A Assessing pathogenic variants’ heterodimerization capacity and ability to compete with wildtype ALX4 for a P3 DNA site via EMSA. Wildtype ALX4^209-274 and ALX4 R218Q^209-274, and ALX4^169-303 were tested at 200 and 400 nM individually to determine complex size (lane 2-7). Wildtype ALX4^209-274 and ALX4 R218Q^209-274 were then titrated (100, 200, 400, and 800 nM) with 400 nM of ALX4^169-303 (lane 8−15). Experiment was repeated twice with similar results. B Pathogenic variants have distinct capacities to disrupt the ALX4^169-303 dimer and form ALX4^209-274 dimers.
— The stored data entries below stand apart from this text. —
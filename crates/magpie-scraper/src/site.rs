//! The capability seam for swappable job sites.

use magpie_core::{JobDetail, JobListing, TraversalMode};
use thiserror::Error;

/// A site's pure extraction data couldn't be located or decoded.
#[derive(Debug, Error)]
#[error("{0}")]
pub struct ExtractError(pub String);

/// Everything the orchestrator needs to know about one job site.
///
/// URL building and extraction are pure; all fetching stays in the
/// orchestrator so rate limiting and retries apply uniformly across sites.
pub trait SiteAdapter: Send + Sync {
    /// Short site name used in logs and the CLI.
    fn id(&self) -> &str;

    /// Records on a full listing page; a shorter page is the last one.
    fn full_page_size(&self) -> usize;

    /// Build the listing-page URL for a traversal mode and 1-based page.
    fn listing_url(&self, mode: TraversalMode, page: u32) -> String;

    /// Extract every listing from a rendered listing page.
    ///
    /// Total: a page without recognizable listings yields an empty vec.
    fn extract_listings(&self, html: &str) -> Vec<JobListing>;

    /// Extract the detail record from a rendered detail page.
    ///
    /// # Errors
    /// Returns `ExtractError` when the embedded data block is absent or
    /// malformed.
    fn extract_detail(&self, html: &str) -> Result<JobDetail, ExtractError>;
}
Percentage of probe bound by the ALX4^169-303 dimer and ALX4^209-274 dimer across increasing concentrations of ALX4. All quantified gels are shown in Supplementary Fig. 14. C Luciferase assays were performed in transfected HEK293T cells (n = 3 transfected wells; biological replicates) to assess the ability of ALX4 disease variants to synergize with wildtype ALX4 to induce transcriptional changes. Bars denote average luciferase fold change of the sample compared to reporter alone, while each dot represents an independent transfected well. Error bars denote standard deviation and luciferase fold changes between proteins were compared via a two-way ANOVA with a Tukey post-hoc correction where *p < 0.05, **p < 0.01, ***p < 0.001, ****p < 0.0001 for comparisons to 187.5 pg of ALX4 wildtype alone and ⁺p < 0.05, ⁺⁺p < 0.01, ⁺⁺⁺p < 0.001, ⁺⁺⁺⁺p < 0.0001 for comparisons to the concentration matched wildtype gradient. Source Data are provided on Figshare⁶⁹.